Please return all lines of the data below containing the string "label".

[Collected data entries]
================================

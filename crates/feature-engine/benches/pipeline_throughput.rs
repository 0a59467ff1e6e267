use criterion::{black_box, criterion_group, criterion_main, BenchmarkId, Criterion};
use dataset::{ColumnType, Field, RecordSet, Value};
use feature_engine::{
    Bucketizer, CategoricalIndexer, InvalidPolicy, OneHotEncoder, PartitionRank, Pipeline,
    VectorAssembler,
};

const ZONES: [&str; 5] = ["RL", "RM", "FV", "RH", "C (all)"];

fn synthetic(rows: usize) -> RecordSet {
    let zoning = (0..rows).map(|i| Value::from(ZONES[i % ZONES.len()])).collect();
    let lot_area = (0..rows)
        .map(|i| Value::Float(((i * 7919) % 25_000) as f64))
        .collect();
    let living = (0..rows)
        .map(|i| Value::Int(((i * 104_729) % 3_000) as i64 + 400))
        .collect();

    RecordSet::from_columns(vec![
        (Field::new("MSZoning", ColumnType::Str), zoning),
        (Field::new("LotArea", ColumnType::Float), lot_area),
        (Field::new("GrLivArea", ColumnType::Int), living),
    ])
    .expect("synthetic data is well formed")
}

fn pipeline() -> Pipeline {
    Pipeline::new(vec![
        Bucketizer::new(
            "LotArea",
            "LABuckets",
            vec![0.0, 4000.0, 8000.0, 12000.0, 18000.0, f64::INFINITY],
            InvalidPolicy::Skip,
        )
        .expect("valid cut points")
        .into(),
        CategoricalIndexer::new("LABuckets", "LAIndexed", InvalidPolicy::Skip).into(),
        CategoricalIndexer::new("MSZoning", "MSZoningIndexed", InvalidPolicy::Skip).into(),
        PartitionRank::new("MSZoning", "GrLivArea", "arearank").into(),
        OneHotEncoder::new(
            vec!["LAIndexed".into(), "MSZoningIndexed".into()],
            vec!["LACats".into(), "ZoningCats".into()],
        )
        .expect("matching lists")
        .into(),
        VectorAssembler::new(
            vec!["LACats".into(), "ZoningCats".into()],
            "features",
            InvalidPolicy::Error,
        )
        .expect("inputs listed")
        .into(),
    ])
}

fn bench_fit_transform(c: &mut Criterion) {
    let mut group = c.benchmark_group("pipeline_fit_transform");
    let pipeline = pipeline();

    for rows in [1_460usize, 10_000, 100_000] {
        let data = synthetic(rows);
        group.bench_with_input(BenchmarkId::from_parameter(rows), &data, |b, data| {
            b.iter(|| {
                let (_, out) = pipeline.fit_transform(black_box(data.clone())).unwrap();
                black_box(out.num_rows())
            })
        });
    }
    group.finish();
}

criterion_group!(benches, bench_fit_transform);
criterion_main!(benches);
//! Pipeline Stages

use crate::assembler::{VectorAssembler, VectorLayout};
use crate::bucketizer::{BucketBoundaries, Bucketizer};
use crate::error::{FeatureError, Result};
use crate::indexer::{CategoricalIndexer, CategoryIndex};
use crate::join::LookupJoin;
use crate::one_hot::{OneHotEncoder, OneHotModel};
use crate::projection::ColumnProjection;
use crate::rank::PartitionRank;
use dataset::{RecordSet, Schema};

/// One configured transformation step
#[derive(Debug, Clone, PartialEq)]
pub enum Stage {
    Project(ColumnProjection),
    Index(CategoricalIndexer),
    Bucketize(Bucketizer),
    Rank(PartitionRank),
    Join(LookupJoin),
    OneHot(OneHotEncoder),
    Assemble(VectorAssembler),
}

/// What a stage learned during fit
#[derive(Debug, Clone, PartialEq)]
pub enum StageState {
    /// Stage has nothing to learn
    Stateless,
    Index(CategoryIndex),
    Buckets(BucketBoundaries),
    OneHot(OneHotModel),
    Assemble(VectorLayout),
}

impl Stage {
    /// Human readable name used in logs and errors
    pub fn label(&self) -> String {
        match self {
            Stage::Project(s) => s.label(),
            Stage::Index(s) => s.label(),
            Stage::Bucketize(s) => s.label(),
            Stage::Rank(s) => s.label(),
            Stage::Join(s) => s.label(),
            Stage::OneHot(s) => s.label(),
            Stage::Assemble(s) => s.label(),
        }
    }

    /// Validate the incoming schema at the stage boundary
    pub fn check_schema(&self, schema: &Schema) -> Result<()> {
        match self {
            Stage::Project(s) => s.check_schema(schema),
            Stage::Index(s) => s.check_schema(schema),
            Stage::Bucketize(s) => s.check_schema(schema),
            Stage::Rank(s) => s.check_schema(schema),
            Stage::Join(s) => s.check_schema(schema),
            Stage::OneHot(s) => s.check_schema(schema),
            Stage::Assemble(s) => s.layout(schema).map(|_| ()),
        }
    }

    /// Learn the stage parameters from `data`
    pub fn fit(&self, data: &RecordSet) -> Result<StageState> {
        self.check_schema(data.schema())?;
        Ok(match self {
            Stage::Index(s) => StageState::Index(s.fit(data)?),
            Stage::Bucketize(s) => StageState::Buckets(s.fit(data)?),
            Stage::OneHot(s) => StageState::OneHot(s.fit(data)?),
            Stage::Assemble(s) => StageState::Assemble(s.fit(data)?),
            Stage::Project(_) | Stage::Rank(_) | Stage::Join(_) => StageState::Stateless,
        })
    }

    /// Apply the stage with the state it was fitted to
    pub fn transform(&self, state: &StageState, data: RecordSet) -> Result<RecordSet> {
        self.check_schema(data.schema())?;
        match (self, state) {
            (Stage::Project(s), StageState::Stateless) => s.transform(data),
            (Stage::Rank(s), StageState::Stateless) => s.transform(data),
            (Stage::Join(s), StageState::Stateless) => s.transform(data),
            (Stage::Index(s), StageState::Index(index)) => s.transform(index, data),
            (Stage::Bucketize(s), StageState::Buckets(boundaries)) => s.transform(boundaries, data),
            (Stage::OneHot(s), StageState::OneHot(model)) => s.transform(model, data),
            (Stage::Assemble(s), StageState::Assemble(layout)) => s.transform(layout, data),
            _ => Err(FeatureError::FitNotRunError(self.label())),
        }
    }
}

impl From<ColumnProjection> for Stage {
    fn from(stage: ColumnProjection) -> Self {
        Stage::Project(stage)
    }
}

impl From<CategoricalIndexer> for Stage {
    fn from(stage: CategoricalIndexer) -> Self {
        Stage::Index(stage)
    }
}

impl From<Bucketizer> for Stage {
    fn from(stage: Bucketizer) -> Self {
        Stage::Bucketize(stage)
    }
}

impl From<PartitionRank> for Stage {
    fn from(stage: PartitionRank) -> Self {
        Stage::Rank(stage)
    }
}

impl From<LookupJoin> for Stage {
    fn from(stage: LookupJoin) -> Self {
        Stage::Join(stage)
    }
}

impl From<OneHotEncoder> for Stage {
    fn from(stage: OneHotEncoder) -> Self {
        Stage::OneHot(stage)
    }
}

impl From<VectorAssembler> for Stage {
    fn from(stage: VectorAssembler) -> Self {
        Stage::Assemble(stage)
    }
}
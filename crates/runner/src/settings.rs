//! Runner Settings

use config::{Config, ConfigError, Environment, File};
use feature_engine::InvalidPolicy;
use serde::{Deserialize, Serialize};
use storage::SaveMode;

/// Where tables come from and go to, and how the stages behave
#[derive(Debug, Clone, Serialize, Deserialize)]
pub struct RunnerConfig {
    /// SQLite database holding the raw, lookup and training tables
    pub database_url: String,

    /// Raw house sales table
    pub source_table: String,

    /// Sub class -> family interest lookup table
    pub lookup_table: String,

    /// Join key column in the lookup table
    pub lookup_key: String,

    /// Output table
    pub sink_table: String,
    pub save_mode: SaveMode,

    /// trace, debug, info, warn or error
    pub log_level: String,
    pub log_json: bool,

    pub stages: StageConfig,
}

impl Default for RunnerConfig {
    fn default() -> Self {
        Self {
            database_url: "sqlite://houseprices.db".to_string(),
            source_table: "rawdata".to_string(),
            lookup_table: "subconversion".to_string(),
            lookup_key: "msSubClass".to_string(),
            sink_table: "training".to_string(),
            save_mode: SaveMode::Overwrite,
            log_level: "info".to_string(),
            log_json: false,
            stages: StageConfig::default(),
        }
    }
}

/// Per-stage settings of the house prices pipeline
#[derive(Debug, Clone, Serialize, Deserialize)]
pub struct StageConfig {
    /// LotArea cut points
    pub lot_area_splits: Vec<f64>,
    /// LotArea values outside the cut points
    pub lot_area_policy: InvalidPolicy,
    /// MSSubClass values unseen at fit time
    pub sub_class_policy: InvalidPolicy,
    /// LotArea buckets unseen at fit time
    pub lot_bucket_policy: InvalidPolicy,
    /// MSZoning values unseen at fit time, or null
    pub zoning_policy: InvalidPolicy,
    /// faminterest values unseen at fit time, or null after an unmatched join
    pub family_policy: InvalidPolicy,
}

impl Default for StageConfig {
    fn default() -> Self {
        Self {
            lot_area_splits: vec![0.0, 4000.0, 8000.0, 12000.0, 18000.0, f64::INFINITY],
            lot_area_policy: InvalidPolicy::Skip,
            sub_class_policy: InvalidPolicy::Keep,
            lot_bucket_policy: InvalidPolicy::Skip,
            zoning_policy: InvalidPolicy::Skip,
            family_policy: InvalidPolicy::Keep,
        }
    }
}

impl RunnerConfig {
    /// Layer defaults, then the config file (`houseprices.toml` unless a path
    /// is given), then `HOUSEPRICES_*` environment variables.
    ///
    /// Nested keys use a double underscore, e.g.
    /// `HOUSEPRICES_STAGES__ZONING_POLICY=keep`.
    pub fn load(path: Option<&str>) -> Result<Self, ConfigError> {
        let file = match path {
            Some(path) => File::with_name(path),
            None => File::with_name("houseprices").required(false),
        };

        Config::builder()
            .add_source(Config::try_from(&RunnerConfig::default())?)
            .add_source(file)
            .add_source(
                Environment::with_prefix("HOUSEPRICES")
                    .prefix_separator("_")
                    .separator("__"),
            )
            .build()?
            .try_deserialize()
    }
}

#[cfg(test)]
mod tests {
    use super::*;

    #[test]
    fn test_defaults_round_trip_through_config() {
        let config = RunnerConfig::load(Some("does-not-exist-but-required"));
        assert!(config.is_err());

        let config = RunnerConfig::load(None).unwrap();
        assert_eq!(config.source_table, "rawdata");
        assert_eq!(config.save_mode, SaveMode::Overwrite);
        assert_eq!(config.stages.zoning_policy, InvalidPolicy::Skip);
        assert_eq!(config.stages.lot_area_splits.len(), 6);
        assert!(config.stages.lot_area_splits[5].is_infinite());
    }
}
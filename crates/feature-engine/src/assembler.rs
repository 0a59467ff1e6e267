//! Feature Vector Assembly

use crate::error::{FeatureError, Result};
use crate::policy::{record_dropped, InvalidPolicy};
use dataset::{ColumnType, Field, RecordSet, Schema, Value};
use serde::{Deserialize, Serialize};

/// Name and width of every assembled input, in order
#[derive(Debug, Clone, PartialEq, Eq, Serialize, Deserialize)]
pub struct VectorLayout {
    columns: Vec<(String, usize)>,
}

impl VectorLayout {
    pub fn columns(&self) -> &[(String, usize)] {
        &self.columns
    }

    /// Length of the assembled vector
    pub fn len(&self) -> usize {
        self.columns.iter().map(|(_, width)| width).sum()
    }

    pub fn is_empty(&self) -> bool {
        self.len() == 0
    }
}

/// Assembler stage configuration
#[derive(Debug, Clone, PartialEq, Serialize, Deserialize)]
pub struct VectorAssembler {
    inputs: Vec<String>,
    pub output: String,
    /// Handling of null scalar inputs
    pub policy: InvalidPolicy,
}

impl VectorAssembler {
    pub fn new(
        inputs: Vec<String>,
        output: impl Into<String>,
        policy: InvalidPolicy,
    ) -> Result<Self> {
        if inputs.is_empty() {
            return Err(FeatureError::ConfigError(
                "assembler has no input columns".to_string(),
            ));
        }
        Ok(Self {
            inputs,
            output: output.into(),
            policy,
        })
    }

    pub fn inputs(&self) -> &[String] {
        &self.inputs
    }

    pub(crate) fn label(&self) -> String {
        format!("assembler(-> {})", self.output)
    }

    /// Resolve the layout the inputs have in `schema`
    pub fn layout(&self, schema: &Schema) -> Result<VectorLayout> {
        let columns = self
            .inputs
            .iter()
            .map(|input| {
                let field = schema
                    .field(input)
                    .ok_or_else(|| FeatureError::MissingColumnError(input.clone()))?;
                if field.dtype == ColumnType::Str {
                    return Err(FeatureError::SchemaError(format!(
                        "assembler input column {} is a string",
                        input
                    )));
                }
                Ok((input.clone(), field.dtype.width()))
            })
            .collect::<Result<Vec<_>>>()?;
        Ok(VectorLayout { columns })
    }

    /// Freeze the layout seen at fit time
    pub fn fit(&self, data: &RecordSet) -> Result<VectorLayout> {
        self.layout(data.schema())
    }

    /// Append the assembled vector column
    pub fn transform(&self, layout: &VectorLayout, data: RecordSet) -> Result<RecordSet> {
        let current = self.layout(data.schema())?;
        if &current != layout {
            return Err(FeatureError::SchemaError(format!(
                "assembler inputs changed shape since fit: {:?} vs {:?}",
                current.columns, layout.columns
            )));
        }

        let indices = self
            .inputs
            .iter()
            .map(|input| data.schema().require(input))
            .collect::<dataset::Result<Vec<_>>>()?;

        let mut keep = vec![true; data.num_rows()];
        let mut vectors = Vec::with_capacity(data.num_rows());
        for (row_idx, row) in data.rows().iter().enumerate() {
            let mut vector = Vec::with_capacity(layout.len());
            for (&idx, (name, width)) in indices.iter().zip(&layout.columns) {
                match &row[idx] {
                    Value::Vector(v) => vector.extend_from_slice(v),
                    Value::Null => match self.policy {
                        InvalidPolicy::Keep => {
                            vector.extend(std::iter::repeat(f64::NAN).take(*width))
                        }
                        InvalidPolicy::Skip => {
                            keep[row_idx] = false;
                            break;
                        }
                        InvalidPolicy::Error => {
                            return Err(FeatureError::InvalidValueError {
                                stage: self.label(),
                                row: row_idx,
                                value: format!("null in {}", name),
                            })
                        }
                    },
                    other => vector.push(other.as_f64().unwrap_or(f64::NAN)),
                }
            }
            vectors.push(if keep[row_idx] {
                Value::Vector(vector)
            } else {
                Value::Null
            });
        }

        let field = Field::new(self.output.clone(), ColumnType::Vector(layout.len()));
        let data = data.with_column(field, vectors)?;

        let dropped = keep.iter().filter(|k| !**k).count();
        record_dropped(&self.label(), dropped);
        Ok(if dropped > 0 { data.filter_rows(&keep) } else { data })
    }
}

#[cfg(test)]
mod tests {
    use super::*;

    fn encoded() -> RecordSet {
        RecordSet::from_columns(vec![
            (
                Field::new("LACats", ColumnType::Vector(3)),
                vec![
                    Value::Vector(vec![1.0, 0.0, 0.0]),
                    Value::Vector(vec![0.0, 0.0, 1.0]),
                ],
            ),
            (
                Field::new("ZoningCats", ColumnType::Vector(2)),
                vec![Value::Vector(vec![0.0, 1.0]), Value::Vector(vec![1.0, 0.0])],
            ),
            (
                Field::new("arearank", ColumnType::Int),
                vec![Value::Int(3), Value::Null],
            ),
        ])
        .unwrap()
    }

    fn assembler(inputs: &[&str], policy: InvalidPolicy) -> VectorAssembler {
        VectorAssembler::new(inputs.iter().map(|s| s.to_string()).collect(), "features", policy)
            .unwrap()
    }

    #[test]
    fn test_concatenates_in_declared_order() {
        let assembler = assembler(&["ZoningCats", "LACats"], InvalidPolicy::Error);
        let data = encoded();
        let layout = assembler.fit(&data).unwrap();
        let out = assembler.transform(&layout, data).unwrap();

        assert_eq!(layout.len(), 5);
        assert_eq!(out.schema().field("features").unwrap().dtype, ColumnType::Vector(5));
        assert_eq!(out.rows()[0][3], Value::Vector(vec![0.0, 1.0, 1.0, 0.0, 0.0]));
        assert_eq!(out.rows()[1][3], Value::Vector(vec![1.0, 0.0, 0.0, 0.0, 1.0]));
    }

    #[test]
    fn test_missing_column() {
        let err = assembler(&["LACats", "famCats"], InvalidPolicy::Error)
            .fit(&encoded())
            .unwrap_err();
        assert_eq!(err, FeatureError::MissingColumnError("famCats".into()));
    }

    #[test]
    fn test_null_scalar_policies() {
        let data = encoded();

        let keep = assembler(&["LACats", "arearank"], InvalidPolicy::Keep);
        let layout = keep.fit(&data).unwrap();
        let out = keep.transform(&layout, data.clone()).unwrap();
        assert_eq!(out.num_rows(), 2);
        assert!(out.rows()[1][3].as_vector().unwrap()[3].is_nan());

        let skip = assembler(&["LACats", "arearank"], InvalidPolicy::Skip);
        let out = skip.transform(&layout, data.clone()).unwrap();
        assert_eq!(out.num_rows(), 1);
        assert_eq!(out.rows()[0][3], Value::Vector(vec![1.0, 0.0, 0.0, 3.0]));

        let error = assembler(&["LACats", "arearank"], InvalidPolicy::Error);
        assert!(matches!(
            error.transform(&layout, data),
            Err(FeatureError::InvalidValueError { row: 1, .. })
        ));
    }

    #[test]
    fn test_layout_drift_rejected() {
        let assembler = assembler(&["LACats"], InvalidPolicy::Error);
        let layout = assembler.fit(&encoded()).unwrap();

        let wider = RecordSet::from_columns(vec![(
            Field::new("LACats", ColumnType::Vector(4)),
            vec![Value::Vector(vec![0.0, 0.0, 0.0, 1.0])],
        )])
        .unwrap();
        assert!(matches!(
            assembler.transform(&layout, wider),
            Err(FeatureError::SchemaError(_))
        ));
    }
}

================================

# Your solution
    pub fn label(&self) -> String {
            Stage::Project(s) => s.label(),
            Stage::Index(s) => s.label(),
            Stage::Bucketize(s) => s.label(),
            Stage::Rank(s) => s.label(),
            Stage::Join(s) => s.label(),
            Stage::OneHot(s) => s.label(),
            Stage::Assemble(s) => s.label(),
            _ => Err(FeatureError::FitNotRunError(self.label())),
    pub(crate) fn label(&self) -> String {
                                stage: self.label(),
        record_dropped(&self.label(), dropped);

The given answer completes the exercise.